An Arab Researcher Seeks Solutions to Urban Pollution
BEIRUT—A Lebanese scientist is suggesting some simple remedies, such as encouraging the scrapping of older cars, to ease the intense air pollution that Beirut and other Arab cities suffer from.
The air pollution in Beirut is 3.2 times higher than the recommended safe level, and in Greater Cairo it is 11.7 times higher, according to the BreatheLife 2030 campaign, a joint initiative of the World Health Organization and other nongovernmental agencies.
The campaign looks at the concentration of very small, health-damaging particles in the air as a measure of pollution. Levels higher than 10 micrograms per cubic meter are considered unsafe.
While transportation and industry are among the major sources of air pollution in urban areas, Arab cities in or near deserts have the additional problem of large volumes of sand and dust that get swept into the air. Abu Dhabi’s pollution level exceeds the safe limit by 6.1 times and Muscat’s by 3.5 times.
Los Angeles and Beirut
Najat Saliba, a professor of chemistry at the American University of Beirut, measured her city’s air pollution and asked a colleague in Los Angeles to do the same.
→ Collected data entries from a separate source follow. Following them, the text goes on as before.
impl SessionStore for CouchSessionStore {
    fn save_user(&self, user: UserEntity) -> BoxFuture<'static, StorageResult<UserEntity>> {
        let store = self.clone();
        Box::pin(async move {
            let doc_id = user_doc_id(user.id);
            let expected = user.revision;
            let mut stored = user;
            stored.revision = expected + 1;
            let body = stored.clone();
            store
                .compare_and_put(USER_ENTITY, &doc_id, expected, |rev| {
                    CouchUserDocument::from((body, rev))
                })
                .await?;
            Ok(stored)
        })
    }

    fn find_user(&self, id: Uuid) -> BoxFuture<'static, StorageResult<Option<UserEntity>>> {
        let store = self.clone();
        Box::pin(async move {
            let doc = store
                .get_document::<CouchUserDocument>(&user_doc_id(id))
                .await?;
            Ok(doc.map(UserEntity::try_from).transpose()?)
        })
    }

    fn find_users(&self, ids: Vec<Uuid>) -> BoxFuture<'static, StorageResult<Vec<UserEntity>>> {
        let store = self.clone();
        Box::pin(async move { store.find_users(ids).await.map_err(Into::into) })
    }

    fn find_user_by_email(
        &self,
        email: String,
    ) -> BoxFuture<'static, StorageResult<Option<UserEntity>>> {
        let store = self.clone();
        Box::pin(async move {
            let docs = store
                .find_documents::<CouchUserDocument>(USER_PREFIX, json!({ "email": email }), 1)
                .await?;
            Ok(docs
                .into_iter()
                .next()
                .map(UserEntity::try_from)
                .transpose()?)
        })
    }

    fn insert_credential(
        &self,
        credential: CredentialEntity,
    ) -> BoxFuture<'static, StorageResult<()>> {
        let store = self.clone();
        Box::pin(async move {
            let doc = CouchCredentialDocument::from(credential);
            // A PUT without `_rev` on an existing id is rejected with 409.
            store
                .put_document(CREDENTIAL_ENTITY, &doc.id, &doc)
                .await
                .map_err(Into::into)
        })
    }

    fn find_credential(
        &self,
        email: String,
    ) -> BoxFuture<'static, StorageResult<Option<CredentialEntity>>> {
        let store = self.clone();
        Box::pin(async move {
            let doc = store
                .get_document::<CouchCredentialDocument>(&credential_doc_id(&email))
                .await?;
            Ok(doc.map(|doc| doc.credential))
        })
    }

    fn delete_credential(&self, email: String) -> BoxFuture<'static, StorageResult<bool>> {
        let store = self.clone();
        Box::pin(async move {
            store
                .delete_document(&credential_doc_id(&email))
                .await
                .map_err(Into::into)
        })
    }

    fn save_session(
        &self,
        session: GameSessionEntity,
    ) -> BoxFuture<'static, StorageResult<GameSessionEntity>> {
        let store = self.clone();
        Box::pin(async move {
            let doc_id = session_doc_id(session.id);
            let expected = session.revision;
            let mut stored = session;
            stored.revision = expected + 1;
            let body = stored.clone();
            store
                .compare_and_put(SESSION_ENTITY, &doc_id, expected, |rev| {
                    CouchSessionDocument::from((body, rev))
                })
                .await?;
            Ok(stored)
        })
    }

    fn find_session(
        &self,
        id: Uuid,
    ) -> BoxFuture<'static, StorageResult<Option<GameSessionEntity>>> {
        let store = self.clone();
        Box::pin(async move {
            let doc = store
                .get_document::<CouchSessionDocument>(&session_doc_id(id))
                .await?;
            Ok(doc.map(GameSessionEntity::try_from).transpose()?)
        })
    }

    fn list_sessions_for_member(
        &self,
        user: Uuid,
        filter: MembershipFilter,
    ) -> BoxFuture<'static, StorageResult<Vec<GameSessionEntity>>> {
        let store = self.clone();
        Box::pin(async move { store.list_sessions(user, filter).await.map_err(Into::into) })
    }

    fn delete_session(&self, id: Uuid) -> BoxFuture<'static, StorageResult<bool>> {
        let store = self.clone();
        Box::pin(async move {
            store
                .delete_document(&session_doc_id(id))
                .await
                .map_err(Into::into)
        })
    }

    fn health_check(&self) -> BoxFuture<'static, StorageResult<()>> {
        let store = self.clone();
        Box::pin(async move { store.health_check().await.map_err(Into::into) })
    }

    fn try_reconnect(&self) -> BoxFuture<'static, StorageResult<()>> {
        let store = self.clone();
        Box::pin(async move { store.ensure_database().await.map_err(Into::into) })
    }
}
The comparisons allowed her to make several suggestions that could improve the air quality in Beirut and other Arab cities.
“Both cities have heavy traffic by relying on cars for transportation. The climates are similar and so is the topography,” says Saliba. “But California has heavy regulation on air pollution and Beirut has almost none.”
“We wanted to see if the level of particles would change in a regulated environment,” she says.
Saliba placed sensors just off a freeway north of Beirut during July and August of last year. She chose summer because the climate then is less variable than in winter and weather conditions are closer to those in Los Angeles.
The same sampling was done in Los Angeles.
“We were collecting data on the chemical composition of the air. We measured all the potentially toxic gases,” says Constantinos Sioutas, a professor of civil and environmental engineering at the University of Southern California who collaborated with Saliba.
“The results showed seven times more toxic components in Beirut’s air compared to Los Angeles,” says Saliba.
The biggest source of pollution in most cities is car exhaust, according to Saliba, but Beirut also has a secondary problem. Frequent power outages mean that many individuals and business have diesel generators that emit a variety of toxic air contaminants and greenhouse gases that contribute to global warming.
Air pollution isn’t a uniquely Arab problem. New Delhi’s air, for example, is 14.3 times more polluted than the recommended safe level. Cities in developed nations also struggle. Paris is 1.4 times over the recommended safe level and Berlin is 1.7 times over.
Reducing air pollution is “clearly an issue that goes beyond just wealth,” says Sioutas. “There needs to be political will and a culture that readily accepts environmental regulation like there is in California.”
Both Sioutas and Saliba agree that their results show that environmental regulations work, and based on their findings they have some recommendations for Beirut and other cities in the Arab world that suffer from poor air quality.
“We have an old car fleet here in Lebanon,” says Saliba. “The average car is 19 years old. That means old technology and more pollution.”
That’s why she advises a scrappage system, in which the government would pay motorists to scrap old cars, taking them off the roads. She also wants the government to increase restrictions on the age of imported secondhand cars. Currently cars up to 8 years old can be imported for sale on the Lebanese used-car market. Saliba would like to see the maximum age reduced to 5 years.
Arab cities could also build or expand public transportation, particularly electrically powered subways, or improve the reliability of electricity generation, but Saliba says she tries to keep her recommendations achievable. “We could have a dream list of things if we had more money and political will,” she says, “but we want to stay realistic.”
Pollution and Disease
When it comes to politicians, Saliba says they often pay lip service, but rarely follow through. In the hope of finding even more persuasive evidence to push politicians to action, she has teamed up with Kamal Badr, a professor of medicine at the American University of Beirut Medical Center. The pair are collaborating on a study that they hope will show an association between air pollution and medical-center patients who are dying prematurely from vascular disease or damage to the blood vessels.
More than 5.5 million people worldwide die prematurely every year as a result of air pollution, according to research. The BreatheLife campaign also found that approximately 67,000 Egyptians die every year due to air pollution and 3,000 die of the same cause in the less populous Lebanon.
Badr and Saliba hope to document the correlation between air pollution and health in more detail.
“We are working together to see what the main driver of vascular disease is among the Lebanese population,” says Badr. “We are conducting studies that correlate vascular injury documented here in my hospital with the pollution levels in the neighborhoods where the patients live.”
They have preliminary results that do show a significant correlation between higher levels of pollution and rates of vascular disease, but Badr stresses that it’s too early to draw firm conclusions.
When the pair get more concrete results, they hope the combination of environmental and medical data will finally motivate politicians to make changes that could improve air quality—a goal that has thus far eluded Saliba.